People often are confused about the difference between a Civil Union and a Domestic Partnership, and what their rights are if their partner, to whom they are not married, leaves them or predeceases them. This blog is designed to explain what the differences are between these two types of unions and the repercussions of separations or death on said relationships.
What is a Civil Union?
Civil Unions were permitted in Illinois prior to the Supreme Court of the United States recognizing same-sex marriages. The Civil Union laws in Illinois made a civil union available to people of the same sex as well as people of the opposite sex. At the time that the civil union law was enacted, civil unions were not federally recognized, so people who would lose certain federal benefits in the event of a “remarriage” could instead obtain a civil union and wouldn’t have to worry about losing their federal benefits. In the event that someone is in a Civil Union that they want to terminate, it is treated the same as a divorce in Illinois and a Petition for Dissolution of Civil Union must be filed to start the process. The same rights afforded to a divorcing couple are afforded to couples dissolving a civil union, including division of joint property, debts, and the awarding of spousal support, for example.
When the Supreme Court of the United States ruled that same-sex marriages would be recognized, the large majority of the benefits of civil unions became obsolete. Statutes were put into effect which allowed civil unions in Illinois to be “converted” to marriages. These marriages, when dissolved, are dissolved just as any other marriages are dissolved in Illinois. It makes no difference that they originated as civil unions. Civil Unions, in our experience, are not widely used today in Illinois, as there generally isn’t a need for them any longer.
Civil Unions or Domestic Partnerships?
People often confuse Civil Unions and Domestic Partnerships. While some states have Domestic Partnership laws and a process for dissolving a Domestic Partnership, at this point in time, Illinois does not. Couples who reside together and are not married often are surprised to find out that their “domestic partnership” isn’t recognized by the state of Illinois for purposes of benefiting from their partner’s estate upon their death, or upon their breakup or separation. We do not handle “domestic partnership” dissolutions as there is no mechanism under Illinois law at this point in time to divide property amongst parties who live together but never married in Illinois.

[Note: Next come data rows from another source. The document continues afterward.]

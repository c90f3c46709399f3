use std::fs;
use std::io::{BufReader, Read};
use std::path::{Path, PathBuf};

use super::settings::Settings;
use crate::errors::{Error, Result};

pub const CONFIG_FILE_NAME: &str = ".cfgscan.toml";
const MAX_TRAVERSAL_DEPTH: usize = 10;

/// Read a settings file into a string
pub(crate) fn read_config_file(path: &Path) -> std::result::Result<String, std::io::Error> {
    let file = fs::File::open(path)?;
    let mut reader = BufReader::new(file);
    let mut contents = String::new();
    reader.read_to_string(&mut contents)?;
    Ok(contents)
}

/// Parse and validate settings from a TOML string
pub fn parse_and_validate_settings(contents: &str) -> Result<Settings> {
    let settings = toml::from_str::<Settings>(contents)?;
    settings.validate()?;
    Ok(settings)
}

/// Try loading settings from a specific path; missing or broken files yield `None`
pub(crate) fn try_load_settings_from_path(config_path: &Path) -> Option<Settings> {
    let contents = match read_config_file(config_path) {
        Ok(contents) => contents,
        Err(e) => {
            handle_read_error(config_path, &e);
            return None;
        }
    };

    match parse_and_validate_settings(&contents) {
        Ok(settings) => {
            log::debug!("Loaded settings from {}", config_path.display());
            Some(settings)
        }
        Err(e) => {
            log::warn!(
                "Ignoring {}: {}. Using defaults.",
                config_path.display(),
                e
            );
            None
        }
    }
}

/// Only log actual errors, not "file not found"
pub(crate) fn handle_read_error(config_path: &Path, error: &std::io::Error) {
    if error.kind() != std::io::ErrorKind::NotFound {
        log::warn!(
            "Failed to read config file {}: {}",
            config_path.display(),
            error
        );
    }
}

/// Directory ancestors of `start`, nearest first, up to a depth limit
pub fn directory_ancestors(start: PathBuf, max_depth: usize) -> impl Iterator<Item = PathBuf> {
    std::iter::successors(Some(start), |dir| {
        let mut parent = dir.clone();
        if parent.pop() {
            Some(parent)
        } else {
            None
        }
    })
    .take(max_depth)
}

/// Load settings from an explicit file; errors propagate to the caller.
pub fn load_settings_from(path: &Path) -> Result<Settings> {
    let contents = read_config_file(path).map_err(|e| Error::read_failed(path, e))?;
    parse_and_validate_settings(&contents)
}

/// Discover `.cfgscan.toml` from `start` upwards, falling back to defaults.
pub fn discover_settings(start: PathBuf) -> Settings {
    directory_ancestors(start, MAX_TRAVERSAL_DEPTH)
        .map(|dir| dir.join(CONFIG_FILE_NAME))
        .find_map(|path| try_load_settings_from_path(&path))
        .unwrap_or_else(|| {
            log::debug!(
                "No settings found after checking {} directories. Using defaults.",
                MAX_TRAVERSAL_DEPTH
            );
            Settings::default()
        })
}

/// Load settings the way the command line does: explicit path or discovery
/// from the current directory.
pub fn load_settings(explicit: Option<&Path>) -> Result<Settings> {
    if let Some(path) = explicit {
        return load_settings_from(path);
    }
    match std::env::current_dir() {
        Ok(dir) => Ok(discover_settings(dir)),
        Err(e) => {
            log::warn!(
                "Failed to get current directory: {}. Using default settings.",
                e
            );
            Ok(Settings::default())
        }
    }
}

#[cfg(test)]
mod tests {
    use super::*;
    use tempfile::TempDir;

    #[test]
    fn test_parse_and_validate_valid_toml() {
        let settings = parse_and_validate_settings("max_configs = 4\nforce = true\n").unwrap();
        assert_eq!(settings.max_configs, 4);
        assert!(settings.force);
    }

    #[test]
    fn test_parse_and_validate_invalid_toml() {
        assert!(parse_and_validate_settings("max_configs = [").is_err());
    }

    #[test]
    fn test_parse_and_validate_rejects_invalid_values() {
        assert!(parse_and_validate_settings("max_configs = 0").is_err());
    }

    #[test]
    fn test_directory_ancestors_generates_correct_sequence() {
        let dirs: Vec<_> = directory_ancestors(PathBuf::from("/a/b/c"), 10).collect();
        assert_eq!(
            dirs,
            vec![
                PathBuf::from("/a/b/c"),
                PathBuf::from("/a/b"),
                PathBuf::from("/a"),
                PathBuf::from("/"),
            ]
        );
    }

    #[test]
    fn test_directory_ancestors_respects_max_depth() {
        let dirs: Vec<_> = directory_ancestors(PathBuf::from("/a/b/c/d"), 2).collect();
        assert_eq!(dirs.len(), 2);
    }

    #[test]
    fn test_discover_settings_finds_parent_file() {
        let temp = TempDir::new().unwrap();
        fs::write(temp.path().join(CONFIG_FILE_NAME), "max_configs = 7\n").unwrap();
        let nested = temp.path().join("src/deep");
        fs::create_dir_all(&nested).unwrap();

        let settings = discover_settings(nested);
        assert_eq!(settings.max_configs, 7);
    }

    #[test]
    fn test_broken_file_falls_back_to_defaults() {
        let temp = TempDir::new().unwrap();
        fs::write(temp.path().join(CONFIG_FILE_NAME), "max_configs = \"many\"").unwrap();
        assert!(try_load_settings_from_path(&temp.path().join(CONFIG_FILE_NAME)).is_none());
    }

    #[test]
    fn test_load_settings_from_missing_file_errors() {
        let temp = TempDir::new().unwrap();
        assert!(load_settings_from(&temp.path().join("nope.toml")).is_err());
    }
}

Domestic partnership laws were primarily put into place to allow unmarried people who reside together to be able to be placed on one another’s health insurance benefits, but that is really it. Illinois does not afford any benefits to people who are in a “domestic partnership”. If parties want to ensure that their partner receives, for example, their 401(k) if they predecease them, the person who owns the 401(k) should do an estate plan which awards this property to their partner, because the state of Illinois does not provide any protections or mechanisms for this person to “inherit” from them, even if they lived together unmarried for the majority of their lives.